**Brief**
Pull every line from the records that has the word "characters" in it.

**Data shown**

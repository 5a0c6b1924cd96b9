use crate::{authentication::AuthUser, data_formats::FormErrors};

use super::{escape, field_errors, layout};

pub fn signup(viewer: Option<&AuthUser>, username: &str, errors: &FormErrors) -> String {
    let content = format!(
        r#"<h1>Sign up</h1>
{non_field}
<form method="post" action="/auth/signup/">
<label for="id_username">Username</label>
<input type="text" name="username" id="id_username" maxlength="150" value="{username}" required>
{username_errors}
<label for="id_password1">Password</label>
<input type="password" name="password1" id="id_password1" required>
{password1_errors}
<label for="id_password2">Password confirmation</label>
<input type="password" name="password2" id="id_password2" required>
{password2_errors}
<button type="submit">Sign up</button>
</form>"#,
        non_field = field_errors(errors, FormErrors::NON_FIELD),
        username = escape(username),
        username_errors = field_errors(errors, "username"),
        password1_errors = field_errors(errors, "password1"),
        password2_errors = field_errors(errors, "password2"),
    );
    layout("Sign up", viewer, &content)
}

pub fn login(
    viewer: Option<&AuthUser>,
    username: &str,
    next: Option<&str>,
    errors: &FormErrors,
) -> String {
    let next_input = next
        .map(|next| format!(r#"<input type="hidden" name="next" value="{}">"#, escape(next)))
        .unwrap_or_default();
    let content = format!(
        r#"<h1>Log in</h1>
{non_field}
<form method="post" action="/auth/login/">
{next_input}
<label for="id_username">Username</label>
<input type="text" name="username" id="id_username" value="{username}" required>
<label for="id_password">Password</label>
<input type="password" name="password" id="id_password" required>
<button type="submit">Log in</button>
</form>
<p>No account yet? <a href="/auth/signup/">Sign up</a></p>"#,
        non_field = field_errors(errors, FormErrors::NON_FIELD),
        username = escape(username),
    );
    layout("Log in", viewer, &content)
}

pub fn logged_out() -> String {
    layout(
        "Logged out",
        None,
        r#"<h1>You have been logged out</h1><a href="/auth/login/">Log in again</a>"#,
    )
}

* * *

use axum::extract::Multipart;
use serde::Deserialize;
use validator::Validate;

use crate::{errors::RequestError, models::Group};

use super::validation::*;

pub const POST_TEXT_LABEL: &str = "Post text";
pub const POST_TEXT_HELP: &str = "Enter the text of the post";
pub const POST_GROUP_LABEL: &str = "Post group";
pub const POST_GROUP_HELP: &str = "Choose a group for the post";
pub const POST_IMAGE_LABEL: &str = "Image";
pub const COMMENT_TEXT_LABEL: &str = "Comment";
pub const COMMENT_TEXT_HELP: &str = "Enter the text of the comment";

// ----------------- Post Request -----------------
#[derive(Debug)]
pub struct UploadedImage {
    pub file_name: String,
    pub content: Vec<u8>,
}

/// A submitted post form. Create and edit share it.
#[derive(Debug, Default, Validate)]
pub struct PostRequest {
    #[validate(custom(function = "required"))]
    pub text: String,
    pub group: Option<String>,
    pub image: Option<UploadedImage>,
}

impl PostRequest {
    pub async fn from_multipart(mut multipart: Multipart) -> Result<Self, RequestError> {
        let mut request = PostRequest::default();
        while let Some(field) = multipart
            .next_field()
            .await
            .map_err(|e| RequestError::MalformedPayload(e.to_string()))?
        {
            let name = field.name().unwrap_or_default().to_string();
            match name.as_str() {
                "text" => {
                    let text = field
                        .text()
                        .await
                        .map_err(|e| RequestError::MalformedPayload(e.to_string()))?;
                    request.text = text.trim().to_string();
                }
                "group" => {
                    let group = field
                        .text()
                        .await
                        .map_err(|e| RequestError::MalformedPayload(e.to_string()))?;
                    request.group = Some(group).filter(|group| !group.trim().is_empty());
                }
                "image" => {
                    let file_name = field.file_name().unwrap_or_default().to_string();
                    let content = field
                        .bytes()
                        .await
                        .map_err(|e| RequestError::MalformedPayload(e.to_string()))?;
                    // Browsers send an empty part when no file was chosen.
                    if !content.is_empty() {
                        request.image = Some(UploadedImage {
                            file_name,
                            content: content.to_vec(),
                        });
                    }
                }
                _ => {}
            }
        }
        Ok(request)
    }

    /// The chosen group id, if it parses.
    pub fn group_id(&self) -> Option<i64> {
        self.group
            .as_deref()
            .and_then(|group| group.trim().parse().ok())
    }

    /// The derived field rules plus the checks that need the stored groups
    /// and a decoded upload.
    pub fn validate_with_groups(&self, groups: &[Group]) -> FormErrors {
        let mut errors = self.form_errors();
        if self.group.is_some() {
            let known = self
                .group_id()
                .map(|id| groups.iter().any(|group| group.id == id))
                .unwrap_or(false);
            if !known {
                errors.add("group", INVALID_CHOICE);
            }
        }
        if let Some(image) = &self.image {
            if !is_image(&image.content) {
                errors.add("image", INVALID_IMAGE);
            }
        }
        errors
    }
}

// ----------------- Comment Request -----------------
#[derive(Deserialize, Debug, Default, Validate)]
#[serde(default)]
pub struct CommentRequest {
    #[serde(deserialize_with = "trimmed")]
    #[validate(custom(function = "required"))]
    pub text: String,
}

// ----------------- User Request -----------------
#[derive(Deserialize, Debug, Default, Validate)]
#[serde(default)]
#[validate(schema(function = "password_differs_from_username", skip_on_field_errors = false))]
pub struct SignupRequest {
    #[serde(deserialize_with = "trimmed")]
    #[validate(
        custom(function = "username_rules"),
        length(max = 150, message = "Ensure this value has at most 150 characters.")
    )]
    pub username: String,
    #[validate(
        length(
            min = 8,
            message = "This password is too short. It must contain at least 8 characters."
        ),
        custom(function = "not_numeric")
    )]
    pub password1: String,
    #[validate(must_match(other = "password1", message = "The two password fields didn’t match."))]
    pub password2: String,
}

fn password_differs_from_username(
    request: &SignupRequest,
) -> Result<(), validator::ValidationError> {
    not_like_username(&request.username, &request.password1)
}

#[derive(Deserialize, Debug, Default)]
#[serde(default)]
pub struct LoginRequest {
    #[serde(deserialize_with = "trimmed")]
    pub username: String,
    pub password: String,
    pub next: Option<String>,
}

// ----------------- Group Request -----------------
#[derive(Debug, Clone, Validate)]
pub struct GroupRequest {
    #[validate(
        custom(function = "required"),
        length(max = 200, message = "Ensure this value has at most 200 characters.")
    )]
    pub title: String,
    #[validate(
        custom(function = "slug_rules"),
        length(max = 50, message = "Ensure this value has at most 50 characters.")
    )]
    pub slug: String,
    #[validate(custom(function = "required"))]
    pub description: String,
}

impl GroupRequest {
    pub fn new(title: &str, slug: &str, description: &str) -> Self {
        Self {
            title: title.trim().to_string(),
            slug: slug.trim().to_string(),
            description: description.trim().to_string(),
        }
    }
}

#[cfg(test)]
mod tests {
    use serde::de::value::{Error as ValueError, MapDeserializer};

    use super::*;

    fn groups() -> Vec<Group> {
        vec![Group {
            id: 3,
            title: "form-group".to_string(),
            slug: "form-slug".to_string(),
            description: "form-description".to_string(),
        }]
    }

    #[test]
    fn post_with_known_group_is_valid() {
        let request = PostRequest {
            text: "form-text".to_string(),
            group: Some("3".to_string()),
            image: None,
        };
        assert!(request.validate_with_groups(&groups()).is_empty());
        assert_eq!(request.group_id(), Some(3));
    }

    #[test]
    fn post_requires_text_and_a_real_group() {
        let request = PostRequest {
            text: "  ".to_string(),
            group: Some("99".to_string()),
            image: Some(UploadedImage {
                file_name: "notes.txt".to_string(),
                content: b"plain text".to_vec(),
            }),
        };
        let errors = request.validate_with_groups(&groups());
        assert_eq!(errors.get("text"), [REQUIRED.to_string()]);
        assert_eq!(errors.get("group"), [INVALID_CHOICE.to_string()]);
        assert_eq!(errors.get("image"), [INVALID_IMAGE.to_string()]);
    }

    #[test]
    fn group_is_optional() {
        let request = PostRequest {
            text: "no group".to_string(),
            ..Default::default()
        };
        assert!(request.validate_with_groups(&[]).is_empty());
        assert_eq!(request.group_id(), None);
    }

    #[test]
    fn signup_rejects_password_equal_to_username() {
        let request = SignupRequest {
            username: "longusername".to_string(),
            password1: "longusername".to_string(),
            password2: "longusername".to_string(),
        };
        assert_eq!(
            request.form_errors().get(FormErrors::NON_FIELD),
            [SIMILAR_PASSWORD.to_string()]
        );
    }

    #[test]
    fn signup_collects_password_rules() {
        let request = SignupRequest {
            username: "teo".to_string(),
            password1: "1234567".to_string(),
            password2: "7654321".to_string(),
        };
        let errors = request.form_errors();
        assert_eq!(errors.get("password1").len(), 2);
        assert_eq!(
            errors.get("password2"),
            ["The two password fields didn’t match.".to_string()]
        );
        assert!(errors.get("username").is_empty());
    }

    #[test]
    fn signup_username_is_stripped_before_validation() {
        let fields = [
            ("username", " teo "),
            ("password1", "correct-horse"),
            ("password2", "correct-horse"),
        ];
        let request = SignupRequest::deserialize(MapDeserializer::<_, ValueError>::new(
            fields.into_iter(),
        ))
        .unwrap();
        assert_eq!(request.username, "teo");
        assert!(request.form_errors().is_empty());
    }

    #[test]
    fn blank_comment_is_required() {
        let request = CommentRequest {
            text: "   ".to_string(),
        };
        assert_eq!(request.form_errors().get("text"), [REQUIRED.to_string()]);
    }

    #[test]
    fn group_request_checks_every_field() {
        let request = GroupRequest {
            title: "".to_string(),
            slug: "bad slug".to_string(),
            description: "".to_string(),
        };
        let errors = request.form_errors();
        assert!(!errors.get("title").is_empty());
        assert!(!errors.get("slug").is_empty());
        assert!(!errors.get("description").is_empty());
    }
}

**Exercise result**
        length(max = 150, message = "Ensure this value has at most 150 characters.")
            message = "This password is too short. It must contain at least 8 characters."
        length(max = 200, message = "Ensure this value has at most 200 characters.")
        length(max = 50, message = "Ensure this value has at most 50 characters.")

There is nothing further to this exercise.